C’est un équilibre subtil à trouver, une espèce d’alchimie entre le respect des mentalités d’époque et la volonté de faire résonner, entre les lignes, ce qui nous touche, nous bouscule encore aujourd’hui. Et le miracle, c’est que ça marche. Que ça marche même très bien.
Le roman historique, on le pensait parfois un peu poussiéreux, relégué à la case « fresques pour longues soirées d’hiver ». Mais c’était avant. Avant que des autrices et des auteurs contemporains s’en emparent pour en faire un outil de réflexion, de contestation parfois, de réinvention surtout.
Derrière les crinolines, les champs de bataille et les palais en ruine, il y a désormais des sujets profonds. Des choses qui nous concernent, des injustices anciennes qui font écho aux nôtres. Des douleurs enfouies qui trouvent une nouvelle voix. Un peu comme si, en regardant en arrière, on pouvait mieux comprendre ce qu’on est en train de traverser.
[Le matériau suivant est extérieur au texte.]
//! Paint service: remote compositing with a local fallback

use std::sync::Arc;
use std::time::Instant;

use image::RgbImage;
use metrics::{counter, histogram};
use tracing::{debug, warn};

use crate::mask::BinaryMask;
use crate::mask::codec::{decode_fallback, decode_image, encode_png};
use crate::oracle::{OracleError, RemoteColoredMask, SegmentationOracle};
use crate::session::Session;

use super::compositor::paint_many;
use super::types::{ColoredMaskRequest, PaintError, PaintLayer};

/// Which path produced a painted image
#[derive(Debug, Clone, Copy, PartialEq, Eq)]
pub enum PaintSource {
    Remote,
    Local,
}

impl PaintSource {
    fn as_str(self) -> &'static str {
        match self {
            Self::Remote => "remote",
            Self::Local => "local",
        }
    }
}

/// A composited image in both decoded and transport form
#[derive(Debug, Clone)]
pub struct PaintedImage {
    pub image: RgbImage,
    /// Base64 PNG
    pub encoded: String,
    pub layers: usize,
    pub source: PaintSource,
}

/// Paints resolved mask layers onto a session's image
pub struct PaintService {
    oracle: Arc<dyn SegmentationOracle>,
    remote_enabled: bool,
}

impl PaintService {
    pub fn new(oracle: Arc<dyn SegmentationOracle>, remote_enabled: bool) -> Self {
        Self {
            oracle,
            remote_enabled,
        }
    }

    /// Resolve `requests` against `session` and paint them in order
    ///
    /// Unknown stored ids fail before anything is painted. When remote
    /// compositing is enabled it is tried first; any remote failure falls
    /// back to local compositing.
    pub async fn paint(
        &self,
        session: &Session,
        requests: Vec<ColoredMaskRequest>,
    ) -> Result<PaintedImage, PaintError> {
        let layers = requests
            .into_iter()
            .map(|request| request.resolve(session))
            .collect::<Result<Vec<_>, _>>()?;

        let start = Instant::now();
        let result = if self.remote_enabled && !layers.is_empty() {
            match self.paint_remote(session, &layers).await {
                Ok(painted) => Ok(painted),
                Err(e) => {
                    warn!(
                        "Remote paint failed for session {}, using local fallback: {}",
                        session.id, e
                    );
                    counter!("maskpaint_paint_fallback_total").increment(1);
                    paint_local(session, layers).await
                }
            }
        } else {
            paint_local(session, layers).await
        };

        if let Ok(ref painted) = result {
            histogram!("maskpaint_paint_duration_seconds", "source" => painted.source.as_str())
                .record(start.elapsed());
            debug!(
                "Painted {} layers on session {} ({})",
                painted.layers,
                session.id,
                painted.source.as_str()
            );
        }
        result
    }

    async fn paint_remote(
        &self,
        session: &Session,
        layers: &[PaintLayer],
    ) -> Result<PaintedImage, OracleError> {
        let remote: Vec<RemoteColoredMask> = layers.iter().map(RemoteColoredMask::from).collect();
        let result = self
            .oracle
            .paint_remote(&session.encoded_image, &remote)
            .await?;

        let (width, height) = (session.width, session.height);
        let encoded = result.painted_image;
        let image = tokio::task::spawn_blocking({
            let encoded = encoded.clone();
            move || decode_image(&encoded)
        })
        .await
        .map_err(|e| OracleError::InvalidResponse(e.to_string()))?
        .map_err(|e| OracleError::InvalidResponse(e.to_string()))?;

        if image.dimensions() != (width, height) {
            return Err(OracleError::InvalidResponse(format!(
                "painted image is {}x{}, expected {}x{}",
                image.width(),
                image.height(),
                width,
                height
            )));
        }

        Ok(PaintedImage {
            image,
            encoded,
            layers: layers.len(),
            source: PaintSource::Remote,
        })
    }
}

/// Decode every layer with the fallback decoder, then composite on a
/// blocking thread
async fn paint_local(
    session: &Session,
    layers: Vec<PaintLayer>,
) -> Result<PaintedImage, PaintError> {
    let image = Arc::clone(&session.image);
    let (width, height) = (session.width, session.height);

    tokio::task::spawn_blocking(move || -> Result<PaintedImage, PaintError> {
        let masks = layers
            .iter()
            .map(|layer| decode_fallback(&layer.mask, width, height))
            .collect::<Result<Vec<BinaryMask>, _>>()?;

        let painted = paint_many(
            &image,
            masks
                .iter()
                .zip(&layers)
                .map(|(mask, layer)| (mask, layer.color, layer.opacity)),
        )?;
        let encoded = encode_png(&painted)?;

        Ok(PaintedImage {
            image: painted,
            encoded,
            layers: layers.len(),
            source: PaintSource::Local,
        })
    })
    .await
    .map_err(|e| PaintError::Task(e.to_string()))?
}

#[cfg(test)]
mod tests {
    use super::*;
    use crate::mask::codec::encode;
    use crate::oracle::{
        GenerateParams, GeneratedMaskSet, RemotePaintResult, SegmentPrompt, SegmentResult,
    };
    use crate::paint::PaintColor;
    use crate::session::{NewSession, SessionError, SessionStore, StoredMask};
    use async_trait::async_trait;
    use base64::Engine;
    use image::Rgb;
    use std::sync::atomic::{AtomicUsize, Ordering};

    /// Oracle whose paint endpoint returns a fixed reply
    struct PaintOnlyOracle {
        reply: Result<RgbImage, ()>,
        calls: AtomicUsize,
    }

    #[async_trait]
    impl SegmentationOracle for PaintOnlyOracle {
        async fn segment(&self, _: &str, _: &SegmentPrompt) -> Result<SegmentResult, OracleError> {
            Err(OracleError::Upstream("unused".into()))
        }

        async fn generate_all(
            &self,
            _: &str,
            _: &GenerateParams,
        ) -> Result<GeneratedMaskSet, OracleError> {
            Err(OracleError::Upstream("unused".into()))
        }

        async fn paint_remote(
            &self,
            _: &str,
            _: &[RemoteColoredMask],
        ) -> Result<RemotePaintResult, OracleError> {
            self.calls.fetch_add(1, Ordering::SeqCst);
            match &self.reply {
                Ok(image) => Ok(RemotePaintResult {
                    painted_image: encode_png(image).unwrap(),
                    width: Some(image.width()),
                    height: Some(image.height()),
                }),
                Err(()) => Err(OracleError::Transport("connection refused".into())),
            }
        }

        async fn health(&self) -> Result<serde_json::Value, OracleError> {
            Ok(serde_json::json!({"status": "ok"}))
        }

        fn endpoint(&self) -> &str {
            "mock://oracle"
        }
    }

    fn oracle(reply: Result<RgbImage, ()>) -> Arc<PaintOnlyOracle> {
        Arc::new(PaintOnlyOracle {
            reply,
            calls: AtomicUsize::new(0),
        })
    }

    async fn session_with_mask() -> Arc<Session> {
        let store = SessionStore::new();
        let session = store
            .create(NewSession {
                filename: "wall.png".into(),
                image: RgbImage::from_pixel(8, 8, Rgb([100, 100, 100])),
                encoded_image: String::new(),
            })
            .await;
        let mask = BinaryMask::from_fn(8, 8, |x, _| x < 4);
        store
            .replace_masks(&session.id, vec![StoredMask::new(encode(&mask).unwrap())])
            .await
            .unwrap()
    }

    fn by_id(mask_id: u32, opacity: f32) -> ColoredMaskRequest {
        ColoredMaskRequest::ById {
            mask_id,
            color: PaintColor([0, 0, 255]),
            opacity,
        }
    }

    #[tokio::test]
    async fn test_remote_result_is_used() {
        let remote_image = RgbImage::from_pixel(8, 8, Rgb([1, 2, 3]));
        let oracle = oracle(Ok(remote_image.clone()));
        let service = PaintService::new(oracle.clone(), true);
        let session = session_with_mask().await;

        let painted = service.paint(&session, vec![by_id(0, 0.5)]).await.unwrap();

        assert_eq!(painted.source, PaintSource::Remote);
        assert_eq!(painted.image, remote_image);
        assert_eq!(oracle.calls.load(Ordering::SeqCst), 1);
    }

    #[tokio::test]
    async fn test_remote_failure_falls_back_to_local() {
        let service = PaintService::new(oracle(Err(())), true);
        let session = session_with_mask().await;

        let painted = service.paint(&session, vec![by_id(0, 0.2)]).await.unwrap();

        assert_eq!(painted.source, PaintSource::Local);
        assert_eq!(painted.layers, 1);
        // Left half painted toward blue, right half untouched
        assert!(painted.image.get_pixel(1, 4).0[2] > 100);
        assert_eq!(painted.image.get_pixel(6, 4).0, [100, 100, 100]);
    }

    #[tokio::test]
    async fn test_wrong_size_remote_image_falls_back() {
        let service = PaintService::new(oracle(Ok(RgbImage::new(3, 3))), true);
        let session = session_with_mask().await;

        let painted = service.paint(&session, vec![by_id(0, 0.2)]).await.unwrap();
        assert_eq!(painted.source, PaintSource::Local);
        assert_eq!(painted.image.dimensions(), (8, 8));
    }

    #[tokio::test]
    async fn test_remote_disabled_skips_oracle() {
        let oracle = oracle(Ok(RgbImage::new(8, 8)));
        let service = PaintService::new(oracle.clone(), false);
        let session = session_with_mask().await;

        let painted = service.paint(&session, vec![by_id(0, 0.2)]).await.unwrap();
        assert_eq!(painted.source, PaintSource::Local);
        assert_eq!(oracle.calls.load(Ordering::SeqCst), 0);
    }

    #[tokio::test]
    async fn test_unknown_mask_id_is_not_found() {
        let oracle = oracle(Ok(RgbImage::new(8, 8)));
        let service = PaintService::new(oracle.clone(), true);
        let session = session_with_mask().await;

        let err = service
            .paint(&session, vec![by_id(0, 0.5), by_id(9, 0.5)])
            .await
            .unwrap_err();
        assert!(matches!(
            err,
            PaintError::Session(SessionError::MaskNotFound { mask_id: 9, .. })
        ));
        assert_eq!(oracle.calls.load(Ordering::SeqCst), 0);
    }

    #[tokio::test]
    async fn test_undecodable_inline_mask_fails_locally() {
        let service = PaintService::new(oracle(Err(())), true);
        let session = session_with_mask().await;
        let request = ColoredMaskRequest::Inline {
            mask: "not a mask".into(),
            color: PaintColor([0, 0, 0]),
            opacity: 0.5,
        };

        let err = service.paint(&session, vec![request]).await.unwrap_err();
        assert!(matches!(err, PaintError::Mask(_)));
    }

    #[tokio::test]
    async fn test_local_fallback_threshold() {
        // Gray 100 is inside the mask at the primary threshold but not at
        // the fallback threshold, so it is not painted.
        let service = PaintService::new(oracle(Err(())), true);
        let session = session_with_mask().await;
        let faint = image::GrayImage::from_pixel(8, 8, image::Luma([100]));
        let mut bytes = Vec::new();
        image::DynamicImage::ImageLuma8(faint)
            .write_to(&mut std::io::Cursor::new(&mut bytes), image::ImageFormat::Png)
            .unwrap();
        let request = ColoredMaskRequest::Inline {
            mask: base64::engine::general_purpose::STANDARD.encode(bytes),
            color: PaintColor([255, 0, 0]),
            opacity: 0.9,
        };

        let painted = service.paint(&session, vec![request]).await.unwrap();
        assert_eq!(painted.image, *session.image);
    }

    #[tokio::test]
    async fn test_local_fallback_reads_red_channel() {
        // A pure red inline mask is dark in luma but set in its first channel
        let service = PaintService::new(oracle(Err(())), true);
        let session = session_with_mask().await;
        let red = RgbImage::from_fn(8, 8, |x, _| {
            if x >= 4 { Rgb([255, 0, 0]) } else { Rgb([0, 0, 0]) }
        });
        let request = ColoredMaskRequest::Inline {
            mask: encode_png(&red).unwrap(),
            color: PaintColor([0, 255, 0]),
            opacity: 0.2,
        };

        let painted = service.paint(&session, vec![request]).await.unwrap();
        assert_eq!(painted.source, PaintSource::Local);
        assert!(painted.image.get_pixel(6, 4).0[1] > 100);
        assert_eq!(painted.image.get_pixel(1, 4).0, [100, 100, 100]);
    }
}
Et ça ne tombe pas du ciel. Notre promesse chez Jeanne & Juliette ? Des héroïnes lumineuses, audacieuses, qui prennent la parole là où on ne les attendait pas. Et surtout, des récits qui font le lien — sans tricher — entre l’Histoire et nos histoires.
Il faut le dire franchement : les héroïnes d’aujourd’hui ne sont plus ce qu’elles étaient. Ou plutôt, elles le sont encore... mais on les regarde différemment. Ce qu’on veut lire maintenant, ce sont des femmes qui ne se contentent pas d’être l’amante, la mère, la muse ou la victime. On veut des femmes entières. Contradictoires. Solitaires. Brillantes. Trop libres pour leur époque, pas assez pour la nôtre — et c’est là que ça devient passionnant.
On pense à Héloïse, bien sûr, cette vivandière rescapée des campagnes napoléoniennes qui se retrouve enfermée dans un sérail à Alger. Ce n’est pas juste une histoire d’exotisme ou de captivité. C’est l’histoire d’une femme qui tente de garder la tête haute, de nouer des alliances, de résister sans bruit. Une histoire de sororité, de corps confisqué, de dignité. Et on voit très bien ce que ça raconte aussi d’aujourd’hui.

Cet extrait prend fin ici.